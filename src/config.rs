//! Runtime simulation configuration loaded from `assets/sim.toml`.
//!
//! [`SimConfig`] is a Bevy [`Resource`] that mirrors every constant in
//! [`crate::constants`].  At startup, [`load_sim_config`] reads
//! `assets/sim.toml` and overwrites the defaults with any values present in
//! the file.  Missing keys fall back to the compile-time defaults, so a
//! minimal TOML can override just the constants you care about.
//!
//! ## Usage in systems
//!
//! Add `config: Res<SimConfig>` to any system parameter list and read values
//! with `config.gravity_const`, `config.follow_lerp`, etc.
//!
//! Keep `src/constants.rs` in sync: it remains the **authoritative default**
//! source used by `SimConfig::default()`.

use crate::constants::*;
use bevy::prelude::*;
use serde::Deserialize;

/// Runtime-tunable simulation and camera configuration.
///
/// All fields default to the corresponding compile-time constant from
/// `src/constants.rs`.  Override any subset by setting the value in
/// `assets/sim.toml`.
#[derive(Resource, Debug, Clone, Deserialize)]
#[serde(default)]
pub struct SimConfig {
    // ── Orbital Motion ───────────────────────────────────────────────────────
    pub base_angular_rate: f32,
    pub planet_spin_rate: f32,
    pub sun_spin_rate: f32,

    // ── Probe Gravity ────────────────────────────────────────────────────────
    pub gravity_const: f32,
    pub min_gravity_dist: f32,
    pub particle_cull_distance: f32,
    pub spawn_distance: f32,
    pub spawn_speed: f32,

    // ── Camera: Free Orbit ───────────────────────────────────────────────────
    pub rotation_speed: f32,
    pub zoom_step: f32,
    pub pinch_zoom_factor: f32,
    pub min_camera_distance: f32,
    pub max_camera_distance: f32,
    pub default_camera_pos: [f32; 3],

    // ── Camera: Follow / Return ──────────────────────────────────────────────
    pub follow_offset: [f32; 3],
    pub follow_lerp: f32,
    pub return_epsilon: f32,

    // ── Input ────────────────────────────────────────────────────────────────
    pub tap_max_drag_px: f32,

    // ── Presentation ─────────────────────────────────────────────────────────
    pub star_count: usize,
    pub star_spread: f32,
    pub hud_font_size: f32,
    pub collision_log_lines: usize,
    pub flash_lifetime: f32,
}

impl Default for SimConfig {
    fn default() -> Self {
        Self {
            // Orbital Motion
            base_angular_rate: BASE_ANGULAR_RATE,
            planet_spin_rate: PLANET_SPIN_RATE,
            sun_spin_rate: SUN_SPIN_RATE,
            // Probe Gravity
            gravity_const: GRAVITY_CONST,
            min_gravity_dist: MIN_GRAVITY_DIST,
            particle_cull_distance: PARTICLE_CULL_DISTANCE,
            spawn_distance: SPAWN_DISTANCE,
            spawn_speed: SPAWN_SPEED,
            // Camera: Free Orbit
            rotation_speed: ROTATION_SPEED,
            zoom_step: ZOOM_STEP,
            pinch_zoom_factor: PINCH_ZOOM_FACTOR,
            min_camera_distance: MIN_CAMERA_DISTANCE,
            max_camera_distance: MAX_CAMERA_DISTANCE,
            default_camera_pos: DEFAULT_CAMERA_POS,
            // Camera: Follow / Return
            follow_offset: FOLLOW_OFFSET,
            follow_lerp: FOLLOW_LERP,
            return_epsilon: RETURN_EPSILON,
            // Input
            tap_max_drag_px: TAP_MAX_DRAG_PX,
            // Presentation
            star_count: STAR_COUNT,
            star_spread: STAR_SPREAD,
            hud_font_size: HUD_FONT_SIZE,
            collision_log_lines: COLLISION_LOG_LINES,
            flash_lifetime: FLASH_LIFETIME,
        }
    }
}

impl SimConfig {
    /// Default camera pose as a vector.
    #[inline]
    pub fn default_camera_vec(&self) -> Vec3 {
        Vec3::from_array(self.default_camera_pos)
    }

    /// Follow offset as a vector.
    #[inline]
    pub fn follow_offset_vec(&self) -> Vec3 {
        Vec3::from_array(self.follow_offset)
    }
}

/// Startup system: attempt to load `assets/sim.toml` and overwrite the
/// `SimConfig` resource with any values present in the file.
///
/// Missing keys retain their compiled defaults.  TOML parse errors are
/// logged but do not abort the simulation.  A missing file is silently
/// ignored (defaults are already in place from `insert_resource`).
pub fn load_sim_config(mut config: ResMut<SimConfig>) {
    let path = "assets/sim.toml";
    match std::fs::read_to_string(path) {
        Ok(contents) => match toml::from_str::<SimConfig>(&contents) {
            Ok(loaded) => {
                *config = loaded;
                info!("Loaded simulation config from {path}");
            }
            Err(e) => {
                error!("Failed to parse {path}: {e}; using defaults");
            }
        },
        Err(_) => {
            // File not present; defaults are already in place.
            info!("No {path} found; using compiled defaults");
        }
    }
}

---------------

TASK INSTRUCTIONS:
The answer should be the complete set of records, printed exactly.

SOLVED PROBLEM:
filename src/config.rs
//! Runtime simulation configuration loaded from `assets/sim.toml`.
//!
//! [`SimConfig`] is a Bevy [`Resource`] that mirrors every constant in
//! [`crate::constants`].  At startup, [`load_sim_config`] reads
//! `assets/sim.toml` and overwrites the defaults with any values present in
//! the file.  Missing keys fall back to the compile-time defaults, so a
//! minimal TOML can override just the constants you care about.
//!
//! ## Usage in systems
//!
//! Add `config: Res<SimConfig>` to any system parameter list and read values
//! with `config.gravity_const`, `config.follow_lerp`, etc.
//!
//! Keep `src/constants.rs` in sync: it remains the **authoritative default**
//! source used by `SimConfig::default()`.

use crate::constants::*;
use bevy::prelude::*;
use serde::Deserialize;

/// Runtime-tunable simulation and camera configuration.
///
/// All fields default to the corresponding compile-time constant from
/// `src/constants.rs`.  Override any subset by setting the value in
/// `assets/sim.toml`.
#[derive(Resource, Debug, Clone, Deserialize)]
#[serde(default)]
pub struct SimConfig {
    // ── Orbital Motion ───────────────────────────────────────────────────────
    pub base_angular_rate: f32,
    pub planet_spin_rate: f32,
    pub sun_spin_rate: f32,

    // ── Probe Gravity ────────────────────────────────────────────────────────
    pub gravity_const: f32,
    pub min_gravity_dist: f32,
    pub particle_cull_distance: f32,
    pub spawn_distance: f32,
    pub spawn_speed: f32,

    // ── Camera: Free Orbit ───────────────────────────────────────────────────
    pub rotation_speed: f32,
    pub zoom_step: f32,
    pub pinch_zoom_factor: f32,
    pub min_camera_distance: f32,
    pub max_camera_distance: f32,
    pub default_camera_pos: [f32; 3],

    // ── Camera: Follow / Return ──────────────────────────────────────────────
    pub follow_offset: [f32; 3],
    pub follow_lerp: f32,
    pub return_epsilon: f32,

    // ── Input ────────────────────────────────────────────────────────────────
    pub tap_max_drag_px: f32,

    // ── Presentation ─────────────────────────────────────────────────────────
    pub star_count: usize,
    pub star_spread: f32,
    pub hud_font_size: f32,
    pub collision_log_lines: usize,
    pub flash_lifetime: f32,
}

impl Default for SimConfig {
    fn default() -> Self {
        Self {
            // Orbital Motion
            base_angular_rate: BASE_ANGULAR_RATE,
            planet_spin_rate: PLANET_SPIN_RATE,
            sun_spin_rate: SUN_SPIN_RATE,
            // Probe Gravity
            gravity_const: GRAVITY_CONST,
            min_gravity_dist: MIN_GRAVITY_DIST,
            particle_cull_distance: PARTICLE_CULL_DISTANCE,
            spawn_distance: SPAWN_DISTANCE,
            spawn_speed: SPAWN_SPEED,
            // Camera: Free Orbit
            rotation_speed: ROTATION_SPEED,
            zoom_step: ZOOM_STEP,
            pinch_zoom_factor: PINCH_ZOOM_FACTOR,
            min_camera_distance: MIN_CAMERA_DISTANCE,
            max_camera_distance: MAX_CAMERA_DISTANCE,
            default_camera_pos: DEFAULT_CAMERA_POS,
            // Camera: Follow / Return
            follow_offset: FOLLOW_OFFSET,
            follow_lerp: FOLLOW_LERP,
            return_epsilon: RETURN_EPSILON,
            // Input
            tap_max_drag_px: TAP_MAX_DRAG_PX,
            // Presentation
            star_count: STAR_COUNT,
            star_spread: STAR_SPREAD,
            hud_font_size: HUD_FONT_SIZE,
            collision_log_lines: COLLISION_LOG_LINES,
            flash_lifetime: FLASH_LIFETIME,
        }
    }
}

impl SimConfig {
    /// Default camera pose as a vector.
    #[inline]
    pub fn default_camera_vec(&self) -> Vec3 {
        Vec3::from_array(self.default_camera_pos)
    }

    /// Follow offset as a vector.
    #[inline]
    pub fn follow_offset_vec(&self) -> Vec3 {
        Vec3::from_array(self.follow_offset)
    }
}

/// Startup system: attempt to load `assets/sim.toml` and overwrite the
/// `SimConfig` resource with any values present in the file.
///
/// Missing keys retain their compiled defaults.  TOML parse errors are
/// logged but do not abort the simulation.  A missing file is silently
/// ignored (defaults are already in place from `insert_resource`).
pub fn load_sim_config(mut config: ResMut<SimConfig>) {
    let path = "assets/sim.toml";
    match std::fs::read_to_string(path) {
        Ok(contents) => match toml::from_str::<SimConfig>(&contents) {
            Ok(loaded) => {
                *config = loaded;
                info!("Loaded simulation config from {path}");
            }
            Err(e) => {
                error!("Failed to parse {path}: {e}; using defaults");
            }
        },
        Err(_) => {
            // File not present; defaults are already in place.
            info!("No {path} found; using compiled defaults");
        }
    }
}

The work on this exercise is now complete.